Orbene, alla luce di quanto sopra il mero subentro, a qualsiasi titolo, del chiamato all’eredità nel possesso dei beni ereditari non è considerato di per sé un comportamento concludente tale da comportare un’accettazione tacita dell’eredità.
Infatti, la mera immissione nel possesso dei beni ereditari è un atto non equivoco, poiché non presuppone necessariamente, in chi lo compie, la volontà di accettare l’eredità e di assumere la qualità di erede, potendo ben limitarsi alla mera conservazione del patrimonio ereditario. Tuttavia, qualora il comportamento dell’erede si protrae per il tempo strettamente necessario alla conservazione del patrimonio ereditario, si verifica quella che la giurisprudenza chiama accettazione presunta dell’eredità. In tal senso, il codice ha imposto un onere in capo al chiamato all’eredità che si trova nel possesso dei beni ereditari, che consiste nel compimento dell’inventario entro tre mesi dall’apertura della successione ovvero dalla denuncia della devoluta eredità.
In difetto di tale adempimenti, si presume, pertanto, che il comportamento non sia finalizzato alla mera conservazione dei beni ereditari bensì sia indice di un comportamento concludente che denota l’inequivocabile volontà del chiamato a fare propria la qualità di erede.

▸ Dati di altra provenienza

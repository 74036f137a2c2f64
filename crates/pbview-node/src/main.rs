//! pbview Node - View service binary and command-line client

use clap::{Parser, Subcommand};
use pbview_core::{ClientConfig, ServerId, ViewServiceConfig};
use pbview_viewservice::{start_server, ViewClient};
use std::net::SocketAddr;
use std::path::PathBuf;
use std::time::Duration;
use tracing_subscriber::{layer::SubscriberExt, util::SubscriberInitExt};

#[derive(Parser)]
#[command(name = "pbview-node")]
#[command(about = "Primary/backup view service")]
struct Args {
    #[command(subcommand)]
    command: Command,
}

#[derive(Subcommand)]
enum Command {
    /// Run the view service until Ctrl-C
    Serve {
        /// JSON config file; flags below override its values
        #[arg(long)]
        config: Option<PathBuf>,

        /// HTTP listen address
        #[arg(long)]
        listen: Option<SocketAddr>,

        /// Milliseconds between failure detector ticks
        #[arg(long)]
        tick_interval_ms: Option<u64>,

        /// Missed ticks before a server is presumed dead
        #[arg(long)]
        dead_pings: Option<u32>,
    },

    /// Report liveness once and print the returned view
    Ping {
        /// View service address
        #[arg(long, default_value = "127.0.0.1:7070")]
        server: SocketAddr,

        /// Identity to report as
        #[arg(long)]
        me: String,

        /// View number the caller is running (0 after a restart)
        #[arg(long, default_value = "0")]
        viewnum: u64,
    },

    /// Print the current view
    Get {
        /// View service address
        #[arg(long, default_value = "127.0.0.1:7070")]
        server: SocketAddr,
    },
}

#[tokio::main]
async fn main() -> anyhow::Result<()> {
    tracing_subscriber::registry()
        .with(tracing_subscriber::fmt::layer().with_writer(std::io::stderr))
        .with(tracing_subscriber::EnvFilter::from_default_env())
        .init();

    let args = Args::parse();

    match args.command {
        Command::Serve {
            config,
            listen,
            tick_interval_ms,
            dead_pings,
        } => {
            let mut config = match config {
                Some(path) => ViewServiceConfig::load(&path)?,
                None => ViewServiceConfig::default(),
            };
            if let Some(listen) = listen {
                config.listen_addr = listen;
            }
            if let Some(ms) = tick_interval_ms {
                config.tick_interval = Duration::from_millis(ms);
            }
            if let Some(dead_pings) = dead_pings {
                config.dead_pings = dead_pings;
            }
            serve(config).await
        }
        Command::Ping {
            server,
            me,
            viewnum,
        } => {
            let client = client(server)?;
            let view = client.ping(&ServerId::new(me), viewnum).await?;
            println!("{}", serde_json::to_string_pretty(&view)?);
            Ok(())
        }
        Command::Get { server } => {
            let client = client(server)?;
            let view = client.get().await?;
            println!("{}", serde_json::to_string_pretty(&view)?);
            Ok(())
        }
    }
}

async fn serve(config: ViewServiceConfig) -> anyhow::Result<()> {
    tracing::info!(
        listen = %config.listen_addr,
        dead_after_ms = config.dead_after().as_millis() as u64,
        "Starting pbview view service"
    );

    let handle = start_server(config).await?;

    tokio::signal::ctrl_c().await?;
    tracing::info!("Shutting down");
    handle.kill();
    handle.join().await;

    Ok(())
}

fn client(server: SocketAddr) -> anyhow::Result<ViewClient> {
    Ok(ViewClient::new(&ClientConfig {
        server_addr: server,
        ..Default::default()
    })?)
}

<< L'immissione in possesso dei beni ereditari non comporta accettazione tacita dell'eredità, poiché non presuppone necessariamente, in chi la compie, la volontà di accettare, cionondimeno, se il chiamato nel possesso o compossesso anche di un solo bene ereditario non forma l'inventario nel termine di tre mesi decorrenti dal momento di inizio del possesso, viene considerato erede puro e semplice; tale onere condiziona, non solo, la facoltà di accettare con beneficio d'inventario, ma anche quella di rinunciare all'eredità in maniera efficace nei confronti dei creditori del de cuius >>
(tra le tante v. Cass. civ. sez. VI, ordinanza n. 15690 del 23 luglio 2020 Rv. 658781)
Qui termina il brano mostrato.